Oxford Instruments’ (the “Group”) tax strategy supports the strategic objectives of the Group and applies equally to both UK and non-UK taxes and to all forms of tax. The Group pays a significant amount of tax to national and local governments, including taxes on employment, corporate taxes on profits, customs and excise duty on purchases, withholding taxes and environmental taxes. We also administer VAT and similar sales taxes charged to our customers and withholdings on payments made to our employees.
Oxford Instruments plc manages its tax affairs in accordance with the following objectives:
Risk management and governance
Oxford Instruments’ tax strategy is reviewed on an annual basis by the Audit and Risk Committee, who receive updates on tax matters from the Group Finance department at least once per year and more often if required. In addition, the Audit and Risk Committee review the Group’s risk register quarterly and where appropriate this would include tax risks.

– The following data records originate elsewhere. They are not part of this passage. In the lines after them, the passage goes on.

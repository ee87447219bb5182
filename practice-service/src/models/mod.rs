//! Data models for practice-service.

mod appointment;
mod client;
mod document;
mod invoice;
mod notification;
mod payment;
mod settings;
mod tax_calendar;

pub use appointment::{Appointment, AppointmentStatus};
pub use client::{Client, ClientStatus};
pub use document::{format_file_size, Document, DocumentVisibility, ListDocumentsFilter};
pub use invoice::{
    CreateInvoice, CreateLineItem, Frequency, Invoice, InvoiceStatus, LineItem,
    ListInvoicesFilter, PaymentTerms,
};
pub use notification::{DeliveryStatus, NotificationChannel, NotificationLog, TemplateType};
pub use payment::{CreatePayment, Gateway, Payment, PaymentStatus};
pub use settings::FirmSettings;
pub use tax_calendar::{tax_deadlines, TaxDeadline};
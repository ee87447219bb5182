//! Static tax-deadline calendar.

use chrono::NaiveDate;

/// A statutory filing deadline. Not persisted; declared here and
/// re-evaluated on every sweep.
#[derive(Debug, Clone, Copy, PartialEq, Eq)]
pub struct TaxDeadline {
    pub date: NaiveDate,
    pub label: &'static str,
}

fn date(year: i32, month: u32, day: u32) -> NaiveDate {
    NaiveDate::from_ymd_opt(year, month, day).expect("valid calendar date")
}

/// Indian statutory deadlines for the current assessment year.
pub fn tax_deadlines() -> Vec<TaxDeadline> {
    vec![
        TaxDeadline {
            date: date(2026, 3, 15),
            label: "Advance Tax Q4",
        },
        TaxDeadline {
            date: date(2026, 3, 31),
            label: "Financial Year End",
        },
        TaxDeadline {
            date: date(2026, 6, 15),
            label: "Advance Tax Q1",
        },
        TaxDeadline {
            date: date(2026, 7, 31),
            label: "ITR Filing Deadline for Individuals",
        },
        TaxDeadline {
            date: date(2026, 9, 15),
            label: "Advance Tax Q2",
        },
        TaxDeadline {
            date: date(2026, 10, 31),
            label: "ITR Filing Deadline for Audit Cases",
        },
        TaxDeadline {
            date: date(2026, 12, 15),
            label: "Advance Tax Q3",
        },
    ]
}
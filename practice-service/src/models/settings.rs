//! Per-firm settings.

use chrono::{DateTime, Utc};
use serde::{Deserialize, Serialize};
use sqlx::FromRow;
use uuid::Uuid;

/// Firm-level configuration for notifications and payment collection.
#[derive(Debug, Clone, Serialize, Deserialize, FromRow)]
pub struct FirmSettings {
    pub firm_id: Uuid,
    pub firm_name: String,
    pub enable_whatsapp_notifications: bool,
    pub whatsapp_instance: Option<String>,
    pub default_gateway: String,
    pub created_utc: DateTime<Utc>,
    pub updated_utc: DateTime<Utc>,
}
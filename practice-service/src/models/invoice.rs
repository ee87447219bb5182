//! Invoice model.

use chrono::{DateTime, NaiveDate, Utc};
use rust_decimal::Decimal;
use serde::{Deserialize, Serialize};
use sqlx::FromRow;
use uuid::Uuid;

/// Invoice status.
#[derive(Debug, Clone, Copy, PartialEq, Eq, Serialize, Deserialize)]
#[serde(rename_all = "snake_case")]
pub enum InvoiceStatus {
    Unpaid,
    PartiallyPaid,
    Paid,
    Overdue,
    Cancelled,
}

impl InvoiceStatus {
    pub fn as_str(&self) -> &'static str {
        match self {
            InvoiceStatus::Unpaid => "unpaid",
            InvoiceStatus::PartiallyPaid => "partially_paid",
            InvoiceStatus::Paid => "paid",
            InvoiceStatus::Overdue => "overdue",
            InvoiceStatus::Cancelled => "cancelled",
        }
    }

    pub fn from_string(s: &str) -> Self {
        match s {
            "partially_paid" => InvoiceStatus::PartiallyPaid,
            "paid" => InvoiceStatus::Paid,
            "overdue" => InvoiceStatus::Overdue,
            "cancelled" => InvoiceStatus::Cancelled,
            _ => InvoiceStatus::Unpaid,
        }
    }

    /// Statuses with an outstanding balance.
    pub fn open_statuses() -> [InvoiceStatus; 3] {
        [
            InvoiceStatus::Unpaid,
            InvoiceStatus::PartiallyPaid,
            InvoiceStatus::Overdue,
        ]
    }
}

/// Recurrence frequency for recurring invoices.
#[derive(Debug, Clone, Copy, PartialEq, Eq, Serialize, Deserialize)]
#[serde(rename_all = "snake_case")]
pub enum Frequency {
    Monthly,
    Quarterly,
    HalfYearly,
    Annual,
}

impl Frequency {
    pub fn as_str(&self) -> &'static str {
        match self {
            Frequency::Monthly => "monthly",
            Frequency::Quarterly => "quarterly",
            Frequency::HalfYearly => "half_yearly",
            Frequency::Annual => "annual",
        }
    }

    /// Unknown frequency names are rejected rather than defaulted: a typo
    /// here would silently change a client's billing cadence.
    pub fn from_string(s: &str) -> Option<Self> {
        match s {
            "monthly" => Some(Frequency::Monthly),
            "quarterly" => Some(Frequency::Quarterly),
            "half_yearly" => Some(Frequency::HalfYearly),
            "annual" => Some(Frequency::Annual),
            _ => None,
        }
    }

    /// Length of one recurrence period in calendar months.
    pub fn months(&self) -> u32 {
        match self {
            Frequency::Monthly => 1,
            Frequency::Quarterly => 3,
            Frequency::HalfYearly => 6,
            Frequency::Annual => 12,
        }
    }
}

/// Payment terms determining the due date of generated invoices.
#[derive(Debug, Clone, Copy, PartialEq, Eq, Serialize, Deserialize)]
#[serde(rename_all = "snake_case")]
pub enum PaymentTerms {
    Immediate,
    Net15,
    Net30,
    Net45,
    Net60,
}

impl PaymentTerms {
    pub fn as_str(&self) -> &'static str {
        match self {
            PaymentTerms::Immediate => "immediate",
            PaymentTerms::Net15 => "net_15",
            PaymentTerms::Net30 => "net_30",
            PaymentTerms::Net45 => "net_45",
            PaymentTerms::Net60 => "net_60",
        }
    }

    pub fn from_string(s: &str) -> Self {
        match s {
            "net_15" => PaymentTerms::Net15,
            "net_30" => PaymentTerms::Net30,
            "net_45" => PaymentTerms::Net45,
            "net_60" => PaymentTerms::Net60,
            _ => PaymentTerms::Immediate,
        }
    }

    pub fn days(&self) -> i64 {
        match self {
            PaymentTerms::Immediate => 0,
            PaymentTerms::Net15 => 15,
            PaymentTerms::Net30 => 30,
            PaymentTerms::Net45 => 45,
            PaymentTerms::Net60 => 60,
        }
    }
}

/// Invoice record.
#[derive(Debug, Clone, Serialize, Deserialize, FromRow)]
pub struct Invoice {
    pub invoice_id: Uuid,
    pub firm_id: Uuid,
    pub client_id: Uuid,
    pub invoice_number: String,
    pub currency: String,
    pub invoice_date: NaiveDate,
    pub due_date: NaiveDate,
    pub tax_rate: Decimal,
    pub subtotal: Decimal,
    pub tax_amount: Decimal,
    pub total_amount: Decimal,
    pub status: String,
    pub payment_terms: String,
    pub is_recurring: bool,
    pub frequency: Option<String>,
    pub next_generation_date: Option<NaiveDate>,
    pub end_date: Option<NaiveDate>,
    pub generated_from: Option<Uuid>,
    pub generation_period: Option<NaiveDate>,
    pub auto_send_on_creation: bool,
    pub portal_link: Option<String>,
    pub gateway_reference: Option<String>,
    pub created_utc: DateTime<Utc>,
    pub updated_utc: DateTime<Utc>,
}

/// Line item on an invoice.
#[derive(Debug, Clone, Serialize, Deserialize, FromRow)]
pub struct LineItem {
    pub line_item_id: Uuid,
    pub invoice_id: Uuid,
    pub description: String,
    pub quantity: Decimal,
    pub rate: Decimal,
    pub amount: Decimal,
    pub sort_order: i32,
}

/// Input for creating an invoice.
#[derive(Debug, Clone)]
pub struct CreateInvoice {
    pub firm_id: Uuid,
    pub client_id: Uuid,
    pub invoice_number: String,
    pub currency: String,
    pub invoice_date: NaiveDate,
    pub due_date: NaiveDate,
    pub tax_rate: Decimal,
    pub payment_terms: PaymentTerms,
    pub is_recurring: bool,
    pub frequency: Option<Frequency>,
    /// Explicit first generation date; computed from the issue date on
    /// submission when left unset.
    pub next_generation_date: Option<NaiveDate>,
    pub end_date: Option<NaiveDate>,
    pub auto_send_on_creation: bool,
    pub items: Vec<CreateLineItem>,
}

/// Input for a single line item.
#[derive(Debug, Clone)]
pub struct CreateLineItem {
    pub description: String,
    pub quantity: Decimal,
    pub rate: Decimal,
}

/// Filter parameters for listing invoices.
#[derive(Debug, Clone, Default)]
pub struct ListInvoicesFilter {
    pub statuses: Option<Vec<InvoiceStatus>>,
    pub client_id: Option<Uuid>,
    pub start_date: Option<NaiveDate>,
    pub end_date: Option<NaiveDate>,
}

The Group identifies tax risks on a jurisdictional basis. In some jurisdictions, the Group employs suitably qualified tax specialists who work closely with operating businesses to
ensure tax risks are identified and suitably managed. In other jurisdictions, the Group works closely with external advisers to ensure tax risks are identified and suitably managed. The Group has a clear delegation of authority which requires transactions outside the ordinary course of business or with unusual tax consequences to be referred to the Group Finance department who will decide the best course of action and escalate to the Board if felt appropriate. The Group has a clear policy on the UK’s Corporate Criminal Offence of failure to prevent the facilitation of tax evasion.
It is acknowledged that the global taxation landscape is complex and constantly evolving. To reflect this we actively monitor, with the assistance of professional advisors, local and international developments, and aim to manage the tax costs and tax risks associated with all commercial transactions in the same way as for other commercial costs. This includes considering how changes in tax legislation in the UK and overseas will impact on our effective and cash tax rates.
Attitude to tax planning
We actively manage our liabilities across all taxes in the UK and overseas, in a manner that is consistent with our brand, our corporate and social responsibilities, and which reflects the commercial operations of our business. We seek to ensure that we pay the right amount of tax at the right time based on the laws, rules and regulations of the territories where we operate. Innovation is central to our business and we seek to claim tax incentives for research and development and the utilisation of patent box regimes for intellectual property. We involve our technical specialists in the preparation of such claims to ensure that the amounts claimed are just and reasonable. External advisers would also be consulted to ensure our approach to preparing claims is in line with legislation. We will not enter into tax planning, transactions or structures that are notifiable to tax authorities under mandatory tax avoidance disclosure regimes. Our business comprises a number of business units which are autonomously managed. We operate a transfer pricing policy which reflects this and all transfers of goods and services between related companies are conducted on an arm’s length basis.
Acceptable levels of tax risk
Oxford Instruments recognises that tax laws are complex and may be subject to different interpret at ion. As a consequence, tax positions may be reviewed and challenged by revenue authorities from time to time. We seek to mitigate this risk by taking appropriate professional advice and by fostering good working relationships with tax authorities. The Group has no rigid level of acceptable tax risk. When assessing a particular tax risk the Group considers various factors including reputational, financial and operational risks, as well as any potential impact on our relationship with any tax authorities. When appropriate this assessment will be informed by discussions with tax advisers.
Dealings with tax authorities
In our approach to dealing with tax authorities (including HMRC):
Where a particular transaction requires an advance clearance from a tax authority we would not normally proceed with such a transaction unless that clearance is obtained. Where the Group considers that risk or uncertainty could exist, for example, due to a change in the law, and the relevant tax authority offers the possibility of early engagement we will actively engage in dialogue on a real-time or pre-filing basis where it is practical to do so. Subject to available resources we will participate in consult at ion on future tax law change where we believe that it is in the Group’s best interests to do so.